Este episodio es solo un ejemplo. Pero hay muchos más. Si uno repasa la historia con calma, ve que hay una constante incomodidad en el mundo anglosajón con el legado hispano. Y no solo por las guerras o los enfrentamientos pasados, sino por algo más profundo: por la sombra larga de una civilización que, en su momento, dominó medio mundo. Y que, si se organizara de nuevo con inteligencia, podría recuperar una parte importante de su potencia global.


Porque lo que realmente molesta —y asusta— no es lo que fuimos, sino lo que podríamos volver a ser. Por eso se intenta ocultar, minimizar o ridiculizar el pasado hispano. Por eso hay museos donde no aparecemos. Por eso las series de televisión cuentan historias de corsarios románticos que luchaban contra malvados españoles, pero nunca muestran quiénes eran los que realmente tenían poder y visión de imperio. Por eso incluso en nuestros propios países muchos jóvenes conocen mejor la historia de Washington que la de Álvaro de Bazán, o la de Churchill antes que la del doctor Balmis, que llevó la vacuna de la viruela a medio mundo hispano y más allá, en una de las gestas sanitarias más extraordinarias de la historia.

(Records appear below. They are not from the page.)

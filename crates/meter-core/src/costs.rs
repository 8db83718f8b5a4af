use std::collections::BTreeMap;

use serde::Serialize;

use crate::formatting::percentage;
use crate::models::normalize_reading_type;
use crate::tariff::TariffPlan;

/// Canonical category key for unrestricted usage.
pub const ANYTIME: &str = "anytime";
/// Canonical category key for off-peak controlled-load usage.
pub const CONTROLLED_LOAD: &str = "controlled load";
/// Canonical category key for exported solar generation.
pub const SOLAR: &str = "solar";

/// kWh totals keyed by reading category.
///
/// Keys are free-text category strings as they appear in the input data;
/// the calculator normalises them at lookup time.
pub type UsageByType = BTreeMap<String, f64>;

/// Itemised cost of a usage figure set under one tariff plan.
///
/// All amounts are in dollars. `solar_credit` is stored positive and
/// subtracted in `total_cost`.
#[derive(Debug, Clone, Default, PartialEq, Serialize)]
pub struct CostBreakdown {
    pub anytime_cost: f64,
    pub controlled_load_cost: f64,
    pub solar_credit: f64,
    pub supply_cost: f64,
    pub total_cost: f64,
}

/// Difference between two plans costed over the same usage figures.
#[derive(Debug, Clone, PartialEq, Serialize)]
pub struct PlanDelta {
    /// Dollars saved per year by switching to the comparison plan
    /// (negative when the comparison plan is dearer).
    pub annual_savings: f64,
    /// `annual_savings / 12`.
    pub monthly_savings: f64,
    /// Savings as a percentage of the current plan's total cost.
    pub savings_percent: f64,
}

// ── CostCalculator ────────────────────────────────────────────────────────────

/// Stateless collection of tariff cost calculations.
pub struct CostCalculator;

impl CostCalculator {
    /// Cost `usage` under `plan` over a period of `day_count` days.
    ///
    /// Energy rates are in cents/kWh while supply charges are in
    /// dollars/day; the energy terms divide by 100 so every component of
    /// the breakdown is in dollars.
    ///
    /// Categories other than anytime / controlled load / solar do not enter
    /// the formula; absent categories contribute zero.
    pub fn calculate(usage: &UsageByType, plan: &TariffPlan, day_count: u32) -> CostBreakdown {
        let anytime_usage = Self::usage_for(usage, ANYTIME);
        let controlled_usage = Self::usage_for(usage, CONTROLLED_LOAD);
        let solar_usage = Self::usage_for(usage, SOLAR);

        let anytime_cost = anytime_usage * plan.anytime_rate / 100.0;
        let controlled_load_cost = controlled_usage * plan.controlled_load_rate / 100.0;
        let solar_credit = solar_usage * plan.solar_feed_in / 100.0;
        let supply_cost = (plan.supply_daily_charge + plan.controlled_load_supply_daily_charge)
            * f64::from(day_count);

        CostBreakdown {
            anytime_cost,
            controlled_load_cost,
            solar_credit,
            supply_cost,
            total_cost: anytime_cost + controlled_load_cost + supply_cost - solar_credit,
        }
    }

    /// Compare the current plan's cost against a comparison plan's cost
    /// over the same usage figures.
    pub fn compare(current: &CostBreakdown, comparison: &CostBreakdown) -> PlanDelta {
        let annual_savings = current.total_cost - comparison.total_cost;
        PlanDelta {
            annual_savings,
            monthly_savings: annual_savings / 12.0,
            savings_percent: percentage(annual_savings, current.total_cost, 1),
        }
    }

    // ── Private ────────────────────────────────────────────────────────────

    /// Sum the usage recorded under any spelling of the canonical `key`.
    fn usage_for(usage: &UsageByType, key: &str) -> f64 {
        usage
            .iter()
            .filter(|(raw, _)| normalize_reading_type(raw) == key)
            .map(|(_, kwh)| kwh)
            .sum()
    }
}

// ── Tests ─────────────────────────────────────────────────────────────────────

Ahora bien, ¿Qué hacemos nosotros con todo esto? Porque ahí está la clave. Podríamos seguir quejándonos del ninguneo, del olvido, del “colonialismo cultural”. O podríamos entrar en la trampa de vivir acomplejados, pidiendo permiso para existir. Pero yo creo que hay otro camino. Uno que parte de una idea muy sencilla pero poderosa: no necesitamos permiso de nadie para ser lo que somos.

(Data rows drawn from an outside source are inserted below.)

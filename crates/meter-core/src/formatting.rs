use chrono::NaiveDate;

/// Format a floating-point number with thousands separators and a fixed
/// number of decimal places.
///
/// # Examples
///
/// ```
/// use meter_core::formatting::format_number;
///
/// assert_eq!(format_number(66444.0, 0), "66,444");
/// assert_eq!(format_number(1234.5, 1), "1,234.5");
/// assert_eq!(format_number(-9876.5, 1), "-9,876.5");
/// assert_eq!(format_number(0.0, 2), "0.00");
/// ```
pub fn format_number(value: f64, decimals: usize) -> String {
    let fixed = format!("{:.*}", decimals, value.abs());
    let (int_part, frac_part) = match fixed.split_once('.') {
        Some((i, f)) => (i, Some(f)),
        None => (fixed.as_str(), None),
    };

    let mut grouped = String::with_capacity(fixed.len() + int_part.len() / 3 + 1);
    if value < 0.0 {
        grouped.push('-');
    }
    for (i, digit) in int_part.chars().enumerate() {
        if i > 0 && (int_part.len() - i) % 3 == 0 {
            grouped.push(',');
        }
        grouped.push(digit);
    }
    if let Some(frac) = frac_part {
        grouped.push('.');
        grouped.push_str(frac);
    }
    grouped
}

/// Format a dollar amount with two decimal places and thousands separators.
///
/// # Examples
///
/// ```
/// use meter_core::formatting::format_currency;
///
/// assert_eq!(format_currency(1234.56), "$1,234.56");
/// assert_eq!(format_currency(-9.99), "$-9.99");
/// ```
pub fn format_currency(amount: f64) -> String {
    format!("${}", format_number(amount, 2))
}

/// Format an energy quantity as kWh.
///
/// # Examples
///
/// ```
/// use meter_core::formatting::format_kwh;
///
/// assert_eq!(format_kwh(3842.0, 0), "3,842 kWh");
/// assert_eq!(format_kwh(9.75, 2), "9.75 kWh");
/// ```
pub fn format_kwh(kwh: f64, decimals: usize) -> String {
    format!("{} kWh", format_number(kwh, decimals))
}

/// Format a calendar date as `DD Mon YYYY`, the style used in the data
/// summary banner.
///
/// # Examples
///
/// ```
/// use chrono::NaiveDate;
/// use meter_core::formatting::format_date;
///
/// let date = NaiveDate::from_ymd_opt(2024, 12, 17).unwrap();
/// assert_eq!(format_date(date), "17 Dec 2024");
/// ```
pub fn format_date(date: NaiveDate) -> String {
    date.format("%d %b %Y").to_string()
}

/// Calculate `(part / whole) * 100`, rounded to `decimal_places`.
///
/// Returns `0.0` when `whole` is zero to avoid division by zero.
pub fn percentage(part: f64, whole: f64, decimal_places: u32) -> f64 {
    if whole == 0.0 {
        return 0.0;
    }
    let factor = 10_f64.powi(decimal_places as i32);
    (part / whole * 100.0 * factor).round() / factor
}

// ── Tests ─────────────────────────────────────────────────────────────────────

Nuestra historia, con sus luces y sus sombras, es grande y merece ser conocida, celebrada y compartida. No para vivir en ella, ni para usarla como excusa, sino para construir un futuro mejor. Un futuro donde los hispanos del mundo —desde California hasta la Patagonia, desde Manila hasta Madrid— sepamos quiénes somos y qué podemos lograr juntos.

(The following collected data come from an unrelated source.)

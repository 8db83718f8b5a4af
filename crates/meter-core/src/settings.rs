use clap::Parser;
use std::path::PathBuf;

/// Electricity usage and cost analysis for household meter readings
#[derive(Parser, Debug, Clone)]
#[command(
    name = "meter-monitor",
    about = "Electricity usage and cost analysis for household meter readings",
    version
)]
pub struct Settings {
    /// Path to the meter readings CSV file
    pub file: PathBuf,

    /// Tariff plan configuration file (JSON); discovered automatically when omitted
    #[arg(long)]
    pub plan_file: Option<PathBuf>,

    /// Comparison plan file (JSON); the built-in preset is used when omitted
    #[arg(long)]
    pub compare_file: Option<PathBuf>,

    /// Display theme
    #[arg(long, default_value = "auto", value_parser = ["light", "dark", "auto"])]
    pub theme: String,

    /// Tab shown on startup
    #[arg(long, default_value = "readings", value_parser = ["readings", "monthly", "costs", "trends"])]
    pub tab: String,

    /// Logging level
    #[arg(long, default_value = "INFO", value_parser = ["DEBUG", "INFO", "WARNING", "ERROR", "CRITICAL"])]
    pub log_level: String,

    /// Log file path
    #[arg(long)]
    pub log_file: Option<PathBuf>,

    /// Enable debug logging
    #[arg(long)]
    pub debug: bool,
}

impl Settings {
    /// Parse CLI arguments and resolve derived values.
    pub fn load() -> Self {
        Settings::parse().resolved()
    }

    /// Apply value overrides that depend on other flags.
    ///
    /// Currently only `--debug`, which forces the log level to `DEBUG`.
    pub fn resolved(mut self) -> Self {
        if self.debug {
            self.log_level = "DEBUG".to_string();
        }
        self
    }
}

// ── Tests ─────────────────────────────────────────────────────────────────────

Y eso es justamente lo que más les inquieta. Porque si un día dejamos de fragmentarnos, si superamos las rencillas internas, los nacionalismos absurdos, los complejos y las culpas heredadas, y empezamos a actuar como una comunidad global, entonces sí… entonces la historia dará otro giro inesperado. Como en Cartagena.


Por eso, no debemos escondernos ni pedir perdón por nuestra identidad hispana. Al contrario: debemos sentirnos orgullosos, seguros y decididos. Orgullosos de haber sido una civilización que llevó lengua, leyes y cultura a medio planeta. Seguros de que nuestros valores —la familia, la comunidad, la espiritualidad, la cercanía— siguen teniendo mucho que aportar al mundo. Y decididos a construir una narrativa propia, moderna, positiva y compartida, que nos una más allá de las banderas o los acentos.


Porque sí, es cierto: los anglosajones tienen un trauma histórico con nosotros. Y sí, les incomoda la idea de que podamos volver a tener peso e influencia global. Pero no es su miedo lo que debe guiarnos. Es nuestra convicción. Porque si tanto temen ese futuro, es simplemente porque saben lo posible que es.